▶ [Given data]:
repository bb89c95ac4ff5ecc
use crate::core::emission::round3;
use crate::core::rating::rate;
use crate::core::streak::current_streak;
use crate::db::pool::DbPool;
use crate::db::queries::{load_daily_totals, load_logs_by_date};
use crate::errors::AppResult;
use crate::models::day_summary::{DaySummary, DayTotal};
use chrono::{Days, NaiveDate};

pub struct SummaryLogic;

impl SummaryLogic {
    /// Entries, total, rating and streak for a single day.
    pub fn build(pool: &mut DbPool, date: NaiveDate) -> AppResult<DaySummary> {
        let entries = load_logs_by_date(pool, &date)?;
        let total_kg = round3(entries.iter().map(|e| e.co2_kg).sum());
        let streak = current_streak(pool, date)?;

        Ok(DaySummary {
            date,
            entries,
            total_kg,
            rating: rate(total_kg),
            streak,
        })
    }

    /// Per-day totals for the `days` days ending at `today` (inclusive).
    pub fn history(pool: &mut DbPool, today: NaiveDate, days: u32) -> AppResult<Vec<DayTotal>> {
        let span = u64::from(days.max(1) - 1);
        let from = today.checked_sub_days(Days::new(span)).unwrap_or(NaiveDate::MIN);

        let rows = load_daily_totals(pool, &from, &today)?;

        Ok(rows
            .into_iter()
            .map(|(date, count, total)| {
                let total_kg = round3(total);
                DayTotal {
                    date,
                    count,
                    total_kg,
                    rating: rate(total_kg),
                }
            })
            .collect())
    }
}
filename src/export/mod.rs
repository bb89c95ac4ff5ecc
// src/export/mod.rs

mod fs_utils;
mod json_csv;
pub mod logic;
mod model;
pub mod range;

pub use logic::ExportLogic;
pub use model::LogExport;

use crate::ui::messages::success;
use clap::ValueEnum;
use std::path::Path;

/// Shared completion message for every export format.
pub(crate) fn notify_export_success(label: &str, path: &Path, rows: usize) {
    success(format!(
        "{label} export completed: {} ({rows} entries)",
        path.display()
    ));
}

#[derive(Clone, Copy, Debug, PartialEq, Eq, ValueEnum)]
pub enum ExportFormat {
    Csv,
    Json,
}

impl ExportFormat {
    pub fn as_str(&self) -> &'static str {
        match self {
            ExportFormat::Csv => "csv",
            ExportFormat::Json => "json",
        }
    }
}
use crate::db::log::audit;
use crate::db::pool::DbPool;
use crate::db::queries::{delete_log, find_log};
use crate::errors::{AppError, AppResult};
use crate::models::log_entry::LogEntry;

pub struct DeleteLogic;

impl DeleteLogic {
    /// Delete one entry by id and return what was removed.
    pub fn apply(pool: &mut DbPool, id: i64) -> AppResult<LogEntry> {
        let entry = find_log(pool, id)?.ok_or(AppError::LogNotFound(id))?;

        pool.with_transaction(|tx| {
            if delete_log(tx, id)? == 0 {
                return Err(AppError::LogNotFound(id));
            }
            audit(
                tx,
                "del",
                &format!("id={id}"),
                &format!(
                    "{} | {} | {:.3} kg",
                    entry.date,
                    entry.category.label(),
                    entry.co2_kg
                ),
            )?;
            Ok(())
        })?;

        Ok(entry)
    }
}
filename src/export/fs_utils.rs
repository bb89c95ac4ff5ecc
// src/export/fs_utils.rs

use crate::errors::{AppError, AppResult};
use crate::ui::messages::{info, warning};
use std::io::{self, Write};
use std::path::Path;

/// Check whether a file can be created or overwritten.
///
/// - file does NOT exist → Ok
/// - file exists and `force` is set → Ok
/// - file exists and `force == false` → ask the user.
pub(crate) fn ensure_writable(path: &Path, force: bool) -> AppResult<()> {
    if !path.exists() || force {
        return Ok(());
    }

    warning(format!("The file '{}' already exists.", path.display()));

    print!("Overwrite? [y/N]: ");
    io::stdout().flush().ok();

    let mut answer = String::new();
    io::stdin().read_line(&mut answer)?;
    let ans = answer.trim().to_ascii_lowercase();

    if ans == "y" || ans == "yes" {
        info("Existing file will be overwritten.");
        Ok(())
    } else {
        Err(AppError::Export(
            "export cancelled: existing file not overwritten".into(),
        ))
    }
}
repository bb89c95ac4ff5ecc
use crate::errors::AppResult;
use chrono::Local;
use rusqlite::Connection;
use rusqlite::params;

/// Write an internal log line into the `audit_log` table.
pub fn audit(conn: &Connection, operation: &str, target: &str, message: &str) -> AppResult<()> {
    let now = Local::now().to_rfc3339();

    let mut stmt = conn.prepare_cached(
        "INSERT INTO audit_log (date, operation, target, message)
         VALUES (?1, ?2, ?3, ?4)",
    )?;

    stmt.execute(params![now, operation, target, message])?;

    Ok(())
}
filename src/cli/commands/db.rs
use crate::cli::parser::Commands;
use crate::config::Config;
use crate::db::pool::DbPool;
use crate::db::stats;
use crate::errors::AppResult;
use crate::utils::colors::{CYAN, GREEN, RED, RESET};

pub fn handle(cmd: &Commands, cfg: &Config) -> AppResult<()> {
    if let Commands::Db {
        check,
        vacuum,
        info,
    } = cmd
    {
        let mut pool = DbPool::open(&cfg.database)?;

        //
        // 1) INFO
        //
        if *info {
            stats::print_db_info(&mut pool, &cfg.database)?;
        }

        //
        // 2) CHECK
        //
        if *check {
            println!("{}▶ Running integrity check…{}", CYAN, RESET);

            let integrity: String = pool
                .conn
                .query_row("PRAGMA integrity_check;", [], |row| row.get(0))?;

            if integrity == "ok" {
                println!("{}✔ Integrity check passed.{}\n", GREEN, RESET);
            } else {
                println!("{}✘ Integrity check failed:{} {}\n", RED, RESET, integrity);
            }
        }

        //
        // 3) VACUUM
        //
        if *vacuum {
            println!("{}▶ Running VACUUM…{}", CYAN, RESET);
            pool.conn.execute_batch("VACUUM;")?;
            println!("{}✔ Vacuum completed.{}\n", GREEN, RESET);
        }
    }

    Ok(())
}
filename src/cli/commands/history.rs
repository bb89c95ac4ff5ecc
use crate::cli::parser::Commands;
use crate::config::Config;
use crate::core::summary::SummaryLogic;
use crate::db::pool::DbPool;
use crate::errors::AppResult;
use crate::ui::messages::header;
use crate::utils::date;
use crate::utils::formatting::{colored_rating, format_kg};
use crate::utils::table::{Column, Table};

pub fn handle(cmd: &Commands, cfg: &Config) -> AppResult<()> {
    if let Commands::History { days } = cmd {
        let days = days.unwrap_or(cfg.history_days).max(1);
        let today = date::today();

        let mut pool = DbPool::open(&cfg.database)?;
        let rows = SummaryLogic::history(&mut pool, today, days)?;

        header(format!("Last {} day(s)", days));

        if rows.is_empty() {
            println!("No entries in the last {} day(s).", days);
            return Ok(());
        }

        let mut table = Table::new(vec![
            Column::left("DATE"),
            Column::right("ENTRIES"),
            Column::right("TOTAL"),
            Column::left("RATING"),
        ]);
        for r in &rows {
            table.add_row(vec![
                r.date.to_string(),
                r.count.to_string(),
                format_kg(r.total_kg),
                colored_rating(r.rating),
            ]);
        }
        print!("{}", table.render());
    }
    Ok(())
}
use crate::models::rating::Rating;

/// Daily totals at or below this are a "good" day and keep the streak alive.
pub const GOOD_LIMIT: f64 = 6.0;
/// Daily totals at or below this (and above GOOD_LIMIT) are acceptable.
pub const OK_LIMIT: f64 = 12.0;

pub fn rate(total_kg: f64) -> Rating {
    if total_kg <= GOOD_LIMIT {
        Rating::Low
    } else if total_kg <= OK_LIMIT {
        Rating::Ok
    } else {
        Rating::High
    }
}
use serde::Serialize;

/// Travel categories known to the emission factor table.
#[derive(Debug, Clone, Copy, PartialEq, Eq, Serialize)]
pub enum Category {
    Car,
    Bus,
    MetroTrain,
    Motorcycle,
    Cycle,
}

impl Category {
    pub const ALL: [Category; 5] = [
        Category::Car,
        Category::Bus,
        Category::MetroTrain,
        Category::Motorcycle,
        Category::Cycle,
    ];

    /// Full label, as stored in the `logs.category` column.
    pub fn label(&self) -> &'static str {
        match self {
            Category::Car => "Travel: Car",
            Category::Bus => "Travel: Bus",
            Category::MetroTrain => "Travel: Metro or Train",
            Category::Motorcycle => "Travel: Motorcycle",
            Category::Cycle => "Travel: Cycle",
        }
    }

    /// Short code accepted on the command line.
    pub fn code(&self) -> &'static str {
        match self {
            Category::Car => "car",
            Category::Bus => "bus",
            Category::MetroTrain => "train",
            Category::Motorcycle => "moto",
            Category::Cycle => "cycle",
        }
    }

    /// Convert enum → DB string
    pub fn to_db_str(&self) -> &'static str {
        self.label()
    }

    /// Convert DB string → enum
    pub fn from_db_str(s: &str) -> Option<Self> {
        Category::ALL.into_iter().find(|c| c.label() == s)
    }

    /// Helper: accept either the full label or a short code (any case).
    pub fn from_code(code: &str) -> Option<Self> {
        let code = code.trim();
        if let Some(c) = Category::from_db_str(code) {
            return Some(c);
        }

        match code.to_lowercase().as_str() {
            "car" | "travel: car" => Some(Category::Car),
            "bus" | "travel: bus" => Some(Category::Bus),
            "train" | "metro" | "travel: metro or train" => Some(Category::MetroTrain),
            "moto" | "motorcycle" | "travel: motorcycle" => Some(Category::Motorcycle),
            "cycle" | "bike" | "bicycle" | "travel: cycle" => Some(Category::Cycle),
            _ => None,
        }
    }
}
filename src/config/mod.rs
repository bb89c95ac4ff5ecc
use crate::errors::{AppError, AppResult};
use serde::{Deserialize, Serialize};
use std::env;
use std::fs;
use std::io::Write;
use std::path::{Path, PathBuf};

/// Application configuration, loaded once at startup and passed by
/// reference to every command handler.
#[derive(Debug, Clone, Serialize, Deserialize)]
pub struct Config {
    pub database: String,
    #[serde(default = "default_separator_char")]
    pub separator_char: String,
    /// Number of days shown by `history` when `--days` is omitted.
    #[serde(default = "default_history_days")]
    pub history_days: u32,
    /// Optional logo image shown by `about` (best effort).
    #[serde(default)]
    pub logo: Option<String>,
    /// Optional illustration shown by `about` (best effort).
    #[serde(default)]
    pub picture: Option<String>,
}

fn default_separator_char() -> String {
    "-".to_string()
}
fn default_history_days() -> u32 {
    7
}

impl Default for Config {
    fn default() -> Self {
        let db_path = Self::database_file();
        Self {
            database: db_path.to_string_lossy().to_string(),
            separator_char: default_separator_char(),
            history_days: default_history_days(),
            logo: None,
            picture: None,
        }
    }
}

impl Config {
    /// Return the standard configuration directory depending on the platform
    pub fn config_dir() -> PathBuf {
        if cfg!(target_os = "windows") {
            let appdata = env::var("APPDATA").unwrap_or_else(|_| ".".to_string());
            PathBuf::from(appdata).join("ecotrack")
        } else {
            let home = env::var("HOME")
                .ok()
                .map(PathBuf::from)
                .or_else(dirs::home_dir)
                .unwrap_or_else(|| PathBuf::from("."));
            home.join(".ecotrack")
        }
    }

    /// Return the full path of the config file
    pub fn config_file() -> PathBuf {
        Self::config_dir().join("ecotrack.conf")
    }

    /// Return the full path of the SQLite database
    pub fn database_file() -> PathBuf {
        Self::config_dir().join("ecotrack.sqlite")
    }

    /// Load configuration from file, or return defaults if not found
    pub fn load() -> AppResult<Self> {
        Self::load_from(&Self::config_file())
    }

    pub fn load_from(path: &Path) -> AppResult<Self> {
        if !path.exists() {
            return Ok(Config::default());
        }

        let content = fs::read_to_string(path).map_err(|_| AppError::ConfigLoad)?;
        serde_yaml::from_str(&content)
            .map_err(|e| AppError::Config(format!("{}: {e}", path.display())))
    }

    pub fn to_yaml(&self) -> AppResult<String> {
        serde_yaml::to_string(self).map_err(|_| AppError::ConfigSave)
    }

    /// Initialize configuration and database directories.
    /// In test mode the configuration file is left untouched.
    pub fn init_all(&self, is_test: bool) -> AppResult<()> {
        if !is_test {
            fs::create_dir_all(Self::config_dir())?;
            let yaml = self.to_yaml()?;
            let mut file =
                fs::File::create(Self::config_file()).map_err(|_| AppError::ConfigSave)?;
            file.write_all(yaml.as_bytes())?;
        }

        if let Some(parent) = Path::new(&self.database).parent()
            && !parent.as_os_str().is_empty()
        {
            fs::create_dir_all(parent)?;
        }

        Ok(())
    }
}
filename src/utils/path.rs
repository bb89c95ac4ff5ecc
//! Path utilities: expand ~ in user supplied paths.

use std::path::PathBuf;

pub fn expand_tilde(path: &str) -> PathBuf {
    if path.starts_with("~/")
        && let Some(home) = dirs::home_dir()
    {
        return home.join(path.trim_start_matches("~/"));
    }
    PathBuf::from(path)
}
use crate::config::Config;
use crate::errors::AppResult;
use crate::ui::assets::load_best_effort;
use crate::ui::messages::header;
use crate::utils::colors::colorize_optional;

/// Print version and data locations. Configured images are loaded best effort:
/// a missing file is reported and the command still succeeds.
pub fn handle(cfg: &Config) -> AppResult<()> {
    header(format!("ecotrack {}", env!("CARGO_PKG_VERSION")));
    println!("{}", env!("CARGO_PKG_DESCRIPTION"));
    println!();
    println!("Config file : {}", Config::config_file().display());
    println!("Database    : {}", cfg.database);

    for (label, path) in [("logo", cfg.logo.as_deref()), ("picture", cfg.picture.as_deref())] {
        let status = match load_best_effort(label, path) {
            Some(asset) => format!("{} ({} bytes)", asset.path.display(), asset.size()),
            None => colorize_optional(""),
        };
        println!("{:<12}: {}", label, status);
    }

    Ok(())
}
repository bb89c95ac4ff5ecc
mod common;
use chrono::NaiveDate;
use common::open_test_pool;
use ecotrack::core::add::create_log;
use ecotrack::core::streak::current_streak;
use ecotrack::core::summary::SummaryLogic;
use ecotrack::models::rating::Rating;

fn d(s: &str) -> NaiveDate {
    NaiveDate::parse_from_str(s, "%Y-%m-%d").unwrap()
}

const TODAY: &str = "2024-03-10";

#[test]
fn test_two_good_days() {
    let mut pool = open_test_pool("streak_two_days");

    create_log(&mut pool, "2024-03-10", "bus", 10.0, 1.0, None).unwrap();
    create_log(&mut pool, "2024-03-09", "bus", 10.0, 1.0, None).unwrap();
    // gap on 03-08, older history must not count
    create_log(&mut pool, "2024-03-07", "bus", 10.0, 1.0, None).unwrap();

    assert_eq!(current_streak(&mut pool, d(TODAY)).unwrap(), 2);
}

#[test]
fn test_no_log_today_means_zero() {
    let mut pool = open_test_pool("streak_no_today");

    for day in ["2024-03-09", "2024-03-08", "2024-03-07"] {
        create_log(&mut pool, day, "cycle", 5.0, 0.5, None).unwrap();
    }

    assert_eq!(current_streak(&mut pool, d(TODAY)).unwrap(), 0);
}

#[test]
fn test_empty_store() {
    let mut pool = open_test_pool("streak_empty");
    assert_eq!(current_streak(&mut pool, d(TODAY)).unwrap(), 0);
}

#[test]
fn test_high_day_breaks_streak() {
    let mut pool = open_test_pool("streak_high_day");

    create_log(&mut pool, "2024-03-10", "bus", 10.0, 0.0, None).unwrap();
    // 40 km by car = 7.68 kg > 6.0
    create_log(&mut pool, "2024-03-09", "car", 40.0, 0.0, None).unwrap();
    create_log(&mut pool, "2024-03-08", "bus", 10.0, 0.0, None).unwrap();

    assert_eq!(current_streak(&mut pool, d(TODAY)).unwrap(), 1);
}

#[test]
fn test_exact_limit_still_counts() {
    let mut pool = open_test_pool("streak_exact_limit");

    // 31.25 km * 0.192 = 6.0 kg
    create_log(&mut pool, "2024-03-10", "car", 31.25, 0.0, None).unwrap();
    // two entries adding up to 3.07 kg
    create_log(&mut pool, "2024-03-09", "car", 10.0, 0.0, None).unwrap();
    create_log(&mut pool, "2024-03-09", "bus", 10.0, 1.0, None).unwrap();

    assert_eq!(current_streak(&mut pool, d(TODAY)).unwrap(), 2);
}

#[test]
fn test_daily_summary() {
    let mut pool = open_test_pool("streak_summary");

    create_log(&mut pool, "2024-03-09", "bus", 10.0, 1.0, None).unwrap();
    create_log(&mut pool, "2024-03-10", "car", 40.0, 0.0, None).unwrap();
    create_log(&mut pool, "2024-03-10", "bus", 10.0, 1.0, None).unwrap();

    let s = SummaryLogic::build(&mut pool, d(TODAY)).unwrap();
    assert_eq!(s.entries.len(), 2);
    assert_eq!(s.total_kg, 8.83);
    assert_eq!(s.rating, Rating::Ok);
    assert_eq!(s.streak, 0);

    let y = SummaryLogic::build(&mut pool, d("2024-03-09")).unwrap();
    assert_eq!(y.total_kg, 1.15);
    assert_eq!(y.rating, Rating::Low);
    assert_eq!(y.streak, 1);
}

#[test]
fn test_history_skips_empty_days() {
    let mut pool = open_test_pool("streak_history");

    create_log(&mut pool, "2024-03-10", "bus", 10.0, 1.0, None).unwrap();
    create_log(&mut pool, "2024-03-08", "car", 70.0, 0.0, None).unwrap();
    create_log(&mut pool, "2024-02-01", "car", 10.0, 0.0, None).unwrap();

    let rows = SummaryLogic::history(&mut pool, d(TODAY), 7).unwrap();
    assert_eq!(rows.len(), 2);
    assert_eq!(rows[0].date, d("2024-03-10"));
    assert_eq!(rows[0].rating, Rating::Low);
    assert_eq!(rows[1].date, d("2024-03-08"));
    assert_eq!(rows[1].count, 1);
    assert_eq!(rows[1].total_kg, 13.44);
    assert_eq!(rows[1].rating, Rating::High);
}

▶ [Your instructions]: Would you please copy all lines in the data that contain the word "completed"?

▶ [Task answer]:
        "{label} export completed: {} ({rows} entries)",
            println!("{}✔ Vacuum completed.{}\n", GREEN, RESET);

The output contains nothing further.